Available data
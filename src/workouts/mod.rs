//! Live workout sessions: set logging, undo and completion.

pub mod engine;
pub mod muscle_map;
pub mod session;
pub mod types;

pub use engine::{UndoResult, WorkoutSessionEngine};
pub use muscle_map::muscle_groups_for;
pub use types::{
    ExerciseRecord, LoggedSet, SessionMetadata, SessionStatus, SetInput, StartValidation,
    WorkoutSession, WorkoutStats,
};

---

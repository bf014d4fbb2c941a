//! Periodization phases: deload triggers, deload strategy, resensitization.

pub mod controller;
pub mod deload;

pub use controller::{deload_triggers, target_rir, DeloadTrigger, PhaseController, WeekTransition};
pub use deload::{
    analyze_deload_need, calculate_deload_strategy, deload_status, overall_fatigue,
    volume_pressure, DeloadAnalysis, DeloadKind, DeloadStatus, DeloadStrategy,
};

Task item
What lines in the entries contain "controller"? Report each one by copying it.

Response for this exercise
pub mod controller;
pub use controller::{deload_triggers, target_rir, DeloadTrigger, PhaseController, WeekTransition};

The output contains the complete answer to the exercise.